Speaking at a hearing on counterfeiting and trademarks, a U.S. congressman said e-commerce platforms in the U.S. are lagging behind China’s Alibaba (NYSE: BABA) when it comes to preventing counterfeit activities — according to the South China Morning Post, which is owned by Alibaba.

“We learned Alibaba’s anti-counterfeiting policies and programs are significantly more effective than any of their U.S. counterparts,” said Doug Collins, a Republican congressman from Georgia and ranking member of the House Judiciary Committee. He was speaking at a recent round table with brand owners and platforms.
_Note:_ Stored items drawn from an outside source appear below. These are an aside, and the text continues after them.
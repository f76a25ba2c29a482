//! Object metadata shared by every compiled resource

use std::collections::BTreeMap;

use serde::{Deserialize, Serialize};

/// Standard Kubernetes ObjectMeta for compiled resources.
///
/// Only the fields the operator owns are modelled. Server-populated fields
/// (uid, resourceVersion, managedFields) are dropped on read and never sent.
#[derive(Clone, Debug, Default, Serialize, Deserialize, PartialEq)]
#[serde(rename_all = "camelCase")]
pub struct ObjectMeta {
    /// Resource name
    pub name: String,
    /// Resource namespace
    #[serde(default)]
    pub namespace: String,
    /// Labels
    #[serde(default, skip_serializing_if = "BTreeMap::is_empty")]
    pub labels: BTreeMap<String, String>,
    /// Annotations
    #[serde(default, skip_serializing_if = "BTreeMap::is_empty")]
    pub annotations: BTreeMap<String, String>,
    /// Owner references (garbage collection parent)
    #[serde(default, skip_serializing_if = "Vec::is_empty")]
    pub owner_references: Vec<OwnerReference>,
}

impl ObjectMeta {
    /// Create new metadata carrying the operator's management label
    pub fn new(name: impl Into<String>, namespace: impl Into<String>) -> Self {
        let mut labels = BTreeMap::new();
        labels.insert(
            crate::LABEL_MANAGED_BY.to_string(),
            crate::LABEL_MANAGED_BY_OPERATOR.to_string(),
        );
        Self {
            name: name.into(),
            namespace: namespace.into(),
            labels,
            annotations: BTreeMap::new(),
            owner_references: Vec::new(),
        }
    }

    /// Add an owner reference
    pub fn with_owner(mut self, owner: OwnerReference) -> Self {
        self.owner_references.push(owner);
        self
    }
}

/// Reference from a dependent object to its controlling owner
#[derive(Clone, Debug, Serialize, Deserialize, PartialEq)]
#[serde(rename_all = "camelCase")]
pub struct OwnerReference {
    /// API version of the owner
    pub api_version: String,
    /// Kind of the owner
    pub kind: String,
    /// Name of the owner
    pub name: String,
    /// UID of the owner
    pub uid: String,
    /// Whether the owner is the managing controller
    #[serde(default, skip_serializing_if = "Option::is_none")]
    pub controller: Option<bool>,
    /// Whether deletion of the owner waits for this object
    #[serde(default, skip_serializing_if = "Option::is_none")]
    pub block_owner_deletion: Option<bool>,
}

impl From<k8s_openapi::apimachinery::pkg::apis::meta::v1::OwnerReference> for OwnerReference {
    fn from(r: k8s_openapi::apimachinery::pkg::apis::meta::v1::OwnerReference) -> Self {
        Self {
            api_version: r.api_version,
            kind: r.kind,
            name: r.name,
            uid: r.uid,
            controller: r.controller,
            block_owner_deletion: r.block_owner_deletion,
        }
    }
}

#[cfg(test)]
mod tests {
    use super::*;

    #[test]
    fn new_metadata_is_marked_as_managed() {
        let meta = ObjectMeta::new("argocd-application-controller", "argocd");
        assert_eq!(
            meta.labels.get(crate::LABEL_MANAGED_BY).map(String::as_str),
            Some(crate::LABEL_MANAGED_BY_OPERATOR)
        );
        assert!(meta.owner_references.is_empty());
    }

    #[test]
    fn server_fields_are_ignored_on_read() {
        let json = serde_json::json!({
            "name": "x",
            "namespace": "y",
            "uid": "1234",
            "resourceVersion": "99",
        });
        let meta: ObjectMeta = serde_json::from_value(json).expect("metadata should parse");
        assert_eq!(meta.name, "x");
        assert_eq!(meta.namespace, "y");
        assert!(meta.labels.is_empty());
    }
}
#[cfg(test)]
mod tests {
    use super::*;
    use crate::store::MockObjectStore;
    use crate::testing::{MemoryStore, StoreCall};
    use argocd_common::crd::{ArgoCDSpec, ShardSpec};
    use argocd_common::kube_utils::ObjectMeta;
    use argocd_common::Error;
    use argocd_workload::{
        legacy_controller_ref, ApplicationControllerBuilder, WorkloadKind, CONTROLLER_REPLICAS_ENV,
    };

    fn controller(spec: &ArgoCDSpec) -> ManagedWorkload {
        let desired = ApplicationControllerBuilder::new("argocd", "argocd", spec).build();
        ManagedWorkload::new(desired, spec.controller_enabled())
            .with_legacy(legacy_controller_ref("argocd", "argocd"))
    }

    fn legacy_deployment() -> Workload {
        Workload::new(
            WorkloadKind::Deployment,
            ObjectMeta::new("argocd-application-controller", "argocd"),
        )
    }

    fn conflict() -> Error {
        Error::Kube {
            source: kube::Error::Api(kube::error::ErrorResponse {
                status: "Failure".to_string(),
                message: "conflict".to_string(),
                reason: "Conflict".to_string(),
                code: 409,
            }),
        }
    }

    #[test]
    fn transition_table() {
        assert_eq!(Transition::decide(false, false), Transition::Noop);
        assert_eq!(Transition::decide(false, true), Transition::Create);
        assert_eq!(Transition::decide(true, true), Transition::Converge);
        assert_eq!(Transition::decide(true, false), Transition::Delete);
    }

    // =========================================================================
    // Stories
    // =========================================================================

    #[tokio::test]
    async fn story_disabled_and_absent_is_a_noop() {
        let store = Arc::new(MemoryStore::default());
        let coordinator = LifecycleCoordinator::new(store.clone());
        let mut spec = ArgoCDSpec::default();
        spec.controller.enabled = Some(false);

        let outcome = coordinator
            .reconcile(&controller(&spec))
            .await
            .expect("reconcile should succeed");

        assert_eq!(outcome, Outcome::Unchanged);
        assert!(store.is_empty());
        assert!(store.mutations().is_empty());
    }

    #[tokio::test]
    async fn story_create_then_idempotent_noop() {
        let store = Arc::new(MemoryStore::default());
        let coordinator = LifecycleCoordinator::new(store.clone());
        let managed = controller(&ArgoCDSpec::default());

        let first = coordinator.reconcile(&managed).await.expect("create");
        assert_eq!(first, Outcome::Created);
        assert_eq!(store.get_sync(&managed.target()), Some(managed.desired.clone()));

        let second = coordinator.reconcile(&managed).await.expect("noop");
        assert_eq!(second, Outcome::Unchanged);
        assert_eq!(store.mutations(), vec![StoreCall::Create(managed.target())]);
    }

    #[tokio::test]
    async fn story_toggle_reproduces_same_object() {
        let store = Arc::new(MemoryStore::default());
        let coordinator = LifecycleCoordinator::new(store.clone());
        let mut spec = ArgoCDSpec::default();
        let target = controller(&spec).target();

        coordinator.reconcile(&controller(&spec)).await.expect("create");
        let first = store.get_sync(&target);

        spec.controller.enabled = Some(false);
        let outcome = coordinator.reconcile(&controller(&spec)).await.expect("delete");
        assert_eq!(outcome, Outcome::Deleted);
        assert!(store.get_sync(&target).is_none());

        spec.controller.enabled = Some(true);
        coordinator.reconcile(&controller(&spec)).await.expect("recreate");
        assert_eq!(store.get_sync(&target), first);
    }

    #[tokio::test]
    async fn story_legacy_deployment_is_migrated() {
        let store = Arc::new(MemoryStore::with_objects([legacy_deployment()]));
        let coordinator = LifecycleCoordinator::new(store.clone());
        let managed = controller(&ArgoCDSpec::default());

        let outcome = coordinator.reconcile(&managed).await.expect("migrate");

        assert_eq!(outcome, Outcome::Migrated);
        assert!(store
            .get_sync(&legacy_controller_ref("argocd", "argocd"))
            .is_none());
        assert_eq!(store.get_sync(&managed.target()), Some(managed.desired.clone()));
        assert_eq!(
            store.mutations(),
            vec![
                StoreCall::Delete(legacy_controller_ref("argocd", "argocd")),
                StoreCall::Create(managed.target()),
            ]
        );
    }

    #[tokio::test]
    async fn story_spec_change_updates_in_place() {
        let store = Arc::new(MemoryStore::default());
        let coordinator = LifecycleCoordinator::new(store.clone());
        let mut spec = ArgoCDSpec::default();
        coordinator.reconcile(&controller(&spec)).await.expect("create");

        spec.controller.sharding = ShardSpec {
            enabled: true,
            replicas: 3,
        };
        let managed = controller(&spec);
        let outcome = coordinator.reconcile(&managed).await.expect("update");

        assert_eq!(
            outcome,
            Outcome::Updated(vec![FieldGroup::Replicas, FieldGroup::Env])
        );
        let stored = store.get_sync(&managed.target()).expect("object present");
        assert_eq!(stored.spec.replicas, Some(3));
        assert!(!stored
            .spec
            .template
            .metadata
            .labels
            .contains_key(LABEL_IMAGE_UPGRADED));

        // converged: nothing more to do
        let again = coordinator.reconcile(&managed).await.expect("noop");
        assert_eq!(again, Outcome::Unchanged);
    }

    #[tokio::test]
    async fn story_sharding_disabled_drops_replica_env() {
        let store = Arc::new(MemoryStore::default());
        let coordinator = LifecycleCoordinator::new(store.clone());
        let mut spec = ArgoCDSpec::default();
        spec.controller.sharding = ShardSpec {
            enabled: true,
            replicas: 2,
        };
        coordinator.reconcile(&controller(&spec)).await.expect("create");

        spec.controller.sharding = ShardSpec::default();
        let managed = controller(&spec);
        let outcome = coordinator.reconcile(&managed).await.expect("update");
        assert_eq!(
            outcome,
            Outcome::Updated(vec![FieldGroup::Replicas, FieldGroup::Env])
        );

        let stored = store.get_sync(&managed.target()).expect("object present");
        let container = stored.primary_container().expect("controller container");
        assert!(container
            .env
            .iter()
            .all(|var| var.name != CONTROLLER_REPLICAS_ENV));

        let again = coordinator.reconcile(&managed).await.expect("noop");
        assert_eq!(again, Outcome::Unchanged);
        assert_eq!(
            store.mutations(),
            vec![
                StoreCall::Create(managed.target()),
                StoreCall::Update(managed.target()),
            ]
        );
    }

    #[tokio::test]
    async fn story_labels_from_other_writers_survive_update() {
        let store = Arc::new(MemoryStore::default());
        let coordinator = LifecycleCoordinator::new(store.clone());
        let mut spec = ArgoCDSpec::default();
        let managed = controller(&spec);
        coordinator.reconcile(&managed).await.expect("create");

        let mut labelled = managed.desired.clone();
        labelled
            .metadata
            .labels
            .insert("team".to_string(), "platform".to_string());
        store.insert(labelled);

        spec.controller.log_level = Some("debug".to_string());
        let managed = controller(&spec);
        let outcome = coordinator.reconcile(&managed).await.expect("update");
        assert_eq!(outcome, Outcome::Updated(vec![FieldGroup::Command]));

        let stored = store.get_sync(&managed.target()).expect("object present");
        assert_eq!(
            stored.metadata.labels.get("team").map(String::as_str),
            Some("platform")
        );
    }

    #[tokio::test]
    async fn story_image_change_stamps_upgrade_label() {
        let store = Arc::new(MemoryStore::default());
        let coordinator = LifecycleCoordinator::new(store.clone());
        let mut spec = ArgoCDSpec::default();
        coordinator.reconcile(&controller(&spec)).await.expect("create");

        spec.version = Some("v2.11.0".to_string());
        let managed = controller(&spec);
        let outcome = coordinator.reconcile(&managed).await.expect("update");
        assert_eq!(outcome, Outcome::Updated(vec![FieldGroup::Image]));

        let stored = store.get_sync(&managed.target()).expect("object present");
        let stamp = stored
            .spec
            .template
            .metadata
            .labels
            .get(LABEL_IMAGE_UPGRADED)
            .expect("stamp should be set");
        assert!(chrono::NaiveDateTime::parse_from_str(stamp, IMAGE_UPGRADED_FORMAT).is_ok());

        // the stamp alone must not trigger another write
        let again = coordinator.reconcile(&managed).await.expect("noop");
        assert_eq!(again, Outcome::Unchanged);
    }

    #[tokio::test]
    async fn story_out_of_band_edit_is_reverted() {
        let store = Arc::new(MemoryStore::default());
        let coordinator = LifecycleCoordinator::new(store.clone());
        let managed = controller(&ArgoCDSpec::default());
        coordinator.reconcile(&managed).await.expect("create");

        let mut edited = managed.desired.clone();
        edited.spec.template.spec.containers[0].command = Some(vec!["sh".to_string()]);
        store.insert(edited);

        let outcome = coordinator.reconcile(&managed).await.expect("update");
        assert_eq!(outcome, Outcome::Updated(vec![FieldGroup::Command]));
        assert_eq!(store.get_sync(&managed.target()), Some(managed.desired.clone()));
    }

    #[tokio::test]
    async fn story_recreate_issues_single_delete() {
        let store = Arc::new(MemoryStore::default());
        let coordinator = LifecycleCoordinator::new(store.clone());
        let managed = controller(&ArgoCDSpec::default());
        coordinator.reconcile(&managed).await.expect("create");

        let outcome = coordinator
            .reconcile(&managed.clone().with_recreate(true))
            .await
            .expect("recreate");
        assert_eq!(outcome, Outcome::Recreating);
        assert!(store.get_sync(&managed.target()).is_none());
        assert_eq!(
            store.mutations(),
            vec![
                StoreCall::Create(managed.target()),
                StoreCall::Delete(managed.target()),
            ]
        );
    }

    #[tokio::test]
    async fn story_recreate_on_absent_object_creates() {
        let store = Arc::new(MemoryStore::default());
        let coordinator = LifecycleCoordinator::new(store.clone());
        let managed = controller(&ArgoCDSpec::default()).with_recreate(true);

        let outcome = coordinator.reconcile(&managed).await.expect("create");
        assert_eq!(outcome, Outcome::Created);
    }

    // =========================================================================
    // Error propagation
    // =========================================================================

    #[tokio::test]
    async fn delete_not_found_is_swallowed() {
        let mut mock = MockObjectStore::new();
        let actual = controller(&ArgoCDSpec::default()).desired;
        mock.expect_get()
            .returning(move |_| Ok(Some(actual.clone())));
        mock.expect_delete().times(1).returning(|target| {
            Err(Error::not_found(
                target.kind.as_str(),
                &target.name,
                &target.namespace,
            ))
        });

        let coordinator = LifecycleCoordinator::new(Arc::new(mock));
        let mut spec = ArgoCDSpec::default();
        spec.controller.enabled = Some(false);

        let outcome = coordinator
            .reconcile(&controller(&spec))
            .await
            .expect("not found on delete is not an error");
        assert_eq!(outcome, Outcome::Deleted);
    }

    #[tokio::test]
    async fn update_conflict_is_propagated_without_retry() {
        let mut mock = MockObjectStore::new();
        let mut actual = controller(&ArgoCDSpec::default()).desired;
        actual.spec.replicas = Some(5);
        mock.expect_get()
            .returning(move |_| Ok(Some(actual.clone())));
        mock.expect_update().times(1).returning(|_| Err(conflict()));
        mock.expect_create().never();
        mock.expect_delete().never();

        let coordinator = LifecycleCoordinator::new(Arc::new(mock));
        let err = coordinator
            .reconcile(&controller(&ArgoCDSpec::default()))
            .await
            .expect_err("conflict should propagate");
        assert!(matches!(
            err,
            Error::Kube { source: kube::Error::Api(ref ae) } if ae.code == 409
        ));
    }

    #[tokio::test]
    async fn get_failure_stops_before_any_mutation() {
        let mut mock = MockObjectStore::new();
        mock.expect_get()
            .returning(|_| Err(Error::internal_with_context("connection reset", "store")));
        mock.expect_create().never();
        mock.expect_update().never();
        mock.expect_delete().never();

        let coordinator = LifecycleCoordinator::new(Arc::new(mock));
        let err = coordinator
            .reconcile(&controller(&ArgoCDSpec::default()))
            .await
            .expect_err("get failure should propagate");
        assert!(err.to_string().contains("connection reset"));
    }

    #[tokio::test]
    async fn legacy_delete_failure_blocks_create() {
        let mut mock = MockObjectStore::new();
        mock.expect_get().returning(|target| {
            if target.kind == WorkloadKind::Deployment {
                Ok(Some(legacy_deployment()))
            } else {
                Ok(None)
            }
        });
        mock.expect_delete().times(1).returning(|_| Err(conflict()));
        mock.expect_create().never();

        let coordinator = LifecycleCoordinator::new(Arc::new(mock));
        let result = coordinator
            .reconcile(&controller(&ArgoCDSpec::default()))
            .await;
        assert!(result.is_err());
    }

    #[test]
    fn outcome_display_lists_fields() {
        let outcome = Outcome::Updated(vec![FieldGroup::Replicas, FieldGroup::Env]);
        assert_eq!(outcome.to_string(), "updated [replicas, env]");
        assert!(outcome.mutated());
        assert!(!Outcome::Unchanged.mutated());
    }
}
In a statement submitted for the hearing, International Anti-Counterfeiting Coalition president Robert Barchiesi, who was serving as a witness, said the coalition has been “greatly pleased by the progress Alibaba has shown during the past five years,” saying the company has been responsive to concerns from stakeholders and proactively enforced measures while using platform data to work with law enforcement to tackle counterfeiting offline.

These opinions run counter to those of the U.S. Trade Representative which last year included Alibaba’s Taobao marketplace on its “notorious markets” blacklist for the second year in a row — much to Alibaba’s public consternation. 

Founded in 2003, Taobao was long known as a “wild west” of counterfeit goods, dubious medical products, and fake listings, alongside more traditional individual and small business merchants.

Taobao has 448 million active users. Annual active consumers on the platform increased by 27 million in the 12-month period ended September 2017. Mobile users are driving this growth, as the Taobao brand moves away from its no-frills EBay-esque origins and toward a content-led and mobile-friendly experience; featuring user-created videos and celebrity “influence leaders.”